The BBC has found a Russian scientist who says it’s possible he made the very nerve agent used to attack the Skripals in Salisbury. Or did he? Maybe not, as he later adds – but possibly. But also not really.

“Vladimir Uglev says he created the Novichok that was later used against the Skripals,” says the cool baritone of the BBC’s Moscow Correspondent Steve Rosenberg, who is giving the word ‘allegedly’ a rest for the day.

Rosenberg asks: “How certain are you that the substance which you synthesized is the one that poisoned the Skripals?”

I have no doubt that it was…” replied Uglev. That’s case closed then.

Uglev claims: “I have no doubt that it was A-234 that poisoned them. Judging by how pure the test sample is, this may well have been a batch I made with my own hands. It has a long shelf life, virtually no expiry date.”

It’s not really made clear how he can be so sure of his conclusion, and there does seem to be maybe a little bit of doubt, but the report doesn’t try too hard to push the scientist on it, because that’s a very nice headline.

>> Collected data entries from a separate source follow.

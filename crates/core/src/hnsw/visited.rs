//! Per-traversal "seen" marks over dense node ids.
//!
//! Every traversal opens a new epoch with [`VisitedSet::begin`]; a node counts as seen
//! when its mark equals the current epoch, so starting over never touches the marks.

#[derive(Debug, Default)]
pub struct VisitedSet {
    marks: Vec<u32>,
    epoch: u32,
}

impl VisitedSet {
    pub fn with_len(len: usize) -> Self {
        Self {
            marks: vec![0; len],
            epoch: 0,
        }
    }

    /// Opens a fresh epoch covering ids `< len`, growing the marks if needed.
    /// Must be called before the first [`Self::mark`].
    pub fn begin(&mut self, len: usize) {
        if self.marks.len() < len {
            self.marks.resize(len, 0);
        }
        self.epoch = match self.epoch.checked_add(1) {
            Some(next) => next,
            None => {
                self.marks.fill(0);
                1
            }
        };
    }

    /// Marks `id` as seen; `true` on its first visit in this epoch.
    #[inline]
    pub fn mark(&mut self, id: u32) -> bool {
        let mark = &mut self.marks[id as usize];
        let first = *mark != self.epoch;
        *mark = self.epoch;
        first
    }
}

The BBC’s report is just shy of two minutes of conflicting information that sails by more or less unchallenged. Uglev says he is convinced the Salisbury attack was the work of the Russian state. He says, though, that “You’ll never prove it.” Useful.

Uglev goes on to tell Rosenberg of that one time he accidentally spilt Novichok all over his hand. You read that right – deadly, killer, monstrous Novichok all over someone’s hand. He seems fine now though. “My right hand got covered in nerve agent,” says perfectly healthy seeming Uglev, who appears to be suffering no side effects from one of the world’s most deadly toxins. “I put it in hydrochloric acid right away then washed it with a special alkaline solution with hydrogen peroxide.

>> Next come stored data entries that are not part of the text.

//! Construction-time memo of pairwise node distances.
//!
//! Keys are order-independent: `(a, b)` and `(b, a)` map to the same triangular index
//! `max·(max+1)/2 + min`. The cache is write-through and only ever consulted while
//! inserting; queries compare against vectors that are not graph nodes.

use crate::config;
use serde::{Deserialize, Serialize};

/// Storage strategy of the distance cache.
#[derive(Debug, Clone, Copy, PartialEq, Eq, Serialize, Deserialize)]
pub enum DistanceCacheKind {
    /// Triangular array sized to the node count. Exact; memory grows quadratically.
    Dense,
    /// Direct-mapped table with overwrite on collision. Bounded memory.
    Hashed,
}

#[inline]
fn pair_key(a: u32, b: u32) -> u64 {
    let (hi, lo) = if a >= b { (a as u64, b as u64) } else { (b as u64, a as u64) };
    ((hi * (hi + 1)) >> 1) + lo
}

/// Exact triangular memo. `NaN` marks an empty slot.
#[derive(Debug, Default)]
pub struct DenseCache {
    values: Vec<f32>,
    points: usize,
}

impl DenseCache {
    fn resize(&mut self, points: usize) {
        if points <= self.points {
            return;
        }
        let len = points * (points + 1) / 2;
        self.values.resize(len, f32::NAN);
        self.points = points;
    }

    #[inline]
    fn get_or_compute<F: FnOnce() -> f32>(&mut self, key: u64, compute: F) -> (f32, bool) {
        let slot = &mut self.values[key as usize];
        if !slot.is_nan() {
            return (*slot, true);
        }
        let d = compute();
        *slot = d;
        (d, false)
    }
}

const EMPTY_KEY: u64 = u64::MAX;

/// Direct-mapped memo: slot `key & (capacity - 1)`, overwritten on collision.
#[derive(Debug, Default)]
pub struct HashedCache {
    keys: Vec<u64>,
    values: Vec<f32>,
}

impl HashedCache {
    fn capacity_for(points: usize) -> usize {
        let points = if points == 0 {
            config::DISTANCE_CACHE_DEFAULT_POINTS
        } else {
            points
        };
        let pairs = points.saturating_mul(points + 1) / 2;
        pairs
            .min(config::DISTANCE_CACHE_MAX_ENTRIES)
            .max(1)
            .next_power_of_two()
            .min(config::DISTANCE_CACHE_MAX_ENTRIES)
    }

    fn resize(&mut self, points: usize) {
        let capacity = Self::capacity_for(points);
        if capacity <= self.keys.len() {
            return;
        }
        let old_keys = std::mem::replace(&mut self.keys, vec![EMPTY_KEY; capacity]);
        let old_values = std::mem::replace(&mut self.values, vec![0.0; capacity]);
        let mask = (capacity - 1) as u64;
        for (key, value) in old_keys.into_iter().zip(old_values) {
            if key != EMPTY_KEY {
                let slot = (key & mask) as usize;
                self.keys[slot] = key;
                self.values[slot] = value;
            }
        }
    }

    #[inline]
    fn get_or_compute<F: FnOnce() -> f32>(&mut self, key: u64, compute: F) -> (f32, bool) {
        let slot = (key & (self.keys.len() as u64 - 1)) as usize;
        if self.keys[slot] == key {
            return (self.values[slot], true);
        }
        let d = compute();
        self.keys[slot] = key;
        self.values[slot] = d;
        (d, false)
    }
}

/// Pairwise distance memo with hit accounting.
#[derive(Debug)]
pub struct DistanceCache {
    store: CacheStore,
    lookups: u64,
    hits: u64,
}

#[derive(Debug)]
enum CacheStore {
    Dense(DenseCache),
    Hashed(HashedCache),
}

impl DistanceCache {
    /// Creates a cache sized for `points` nodes.
    pub fn new(kind: DistanceCacheKind, points: usize) -> Self {
        let mut store = match kind {
            DistanceCacheKind::Dense => CacheStore::Dense(DenseCache::default()),
            DistanceCacheKind::Hashed => CacheStore::Hashed(HashedCache::default()),
        };
        match &mut store {
            CacheStore::Dense(c) => c.resize(points),
            CacheStore::Hashed(c) => c.resize(points),
        }
        Self {
            store,
            lookups: 0,
            hits: 0,
        }
    }

    /// Grows the cache to cover `points` nodes. Never shrinks.
    pub fn resize(&mut self, points: usize) {
        match &mut self.store {
            CacheStore::Dense(c) => c.resize(points),
            CacheStore::Hashed(c) => c.resize(points),
        }
    }

    /// Returns the memoized distance between `a` and `b`, calling `compute` on a miss
    /// and storing its result before returning it.
    ///
    /// Both ids must be below the point count the cache was last sized for.
    #[inline]
    pub fn get_or_compute<F: FnOnce() -> f32>(&mut self, a: u32, b: u32, compute: F) -> f32 {
        let key = pair_key(a, b);
        let (d, hit) = match &mut self.store {
            CacheStore::Dense(c) => c.get_or_compute(key, compute),
            CacheStore::Hashed(c) => c.get_or_compute(key, compute),
        };
        self.lookups += 1;
        if hit {
            self.hits += 1;
        }
        d
    }

    /// Fraction of lookups answered from the cache.
    pub fn hit_rate(&self) -> f64 {
        if self.lookups == 0 {
            0.0
        } else {
            self.hits as f64 / self.lookups as f64
        }
    }

    pub fn hits(&self) -> u64 {
        self.hits
    }

    pub fn lookups(&self) -> u64 {
        self.lookups
    }
}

“You could say the Skripals and I were baptized with the same Novichok,” he adds, in an almost proud manner.

The report comes only days after a BBC presenter chided a retired British Navy chief for questioning the evidence behind the Syria attack because of an “information war with Russia.”

READ MORE: How to become 'an Assad apologist'? Just question MSM rhetoric & welcome to the club

During a live interview with former Navy Admiral Lord West, BBC news presenter Annita McVeigh told the ex-Navy chief truthfully stating his position and posing such alternative questions risked “muddying the waters” in the ongoing “information war with Russia.”

Well, Rosenberg is on the frontline and says in the final seconds of his report: “The new dawn is confrontation.” Whatever that means.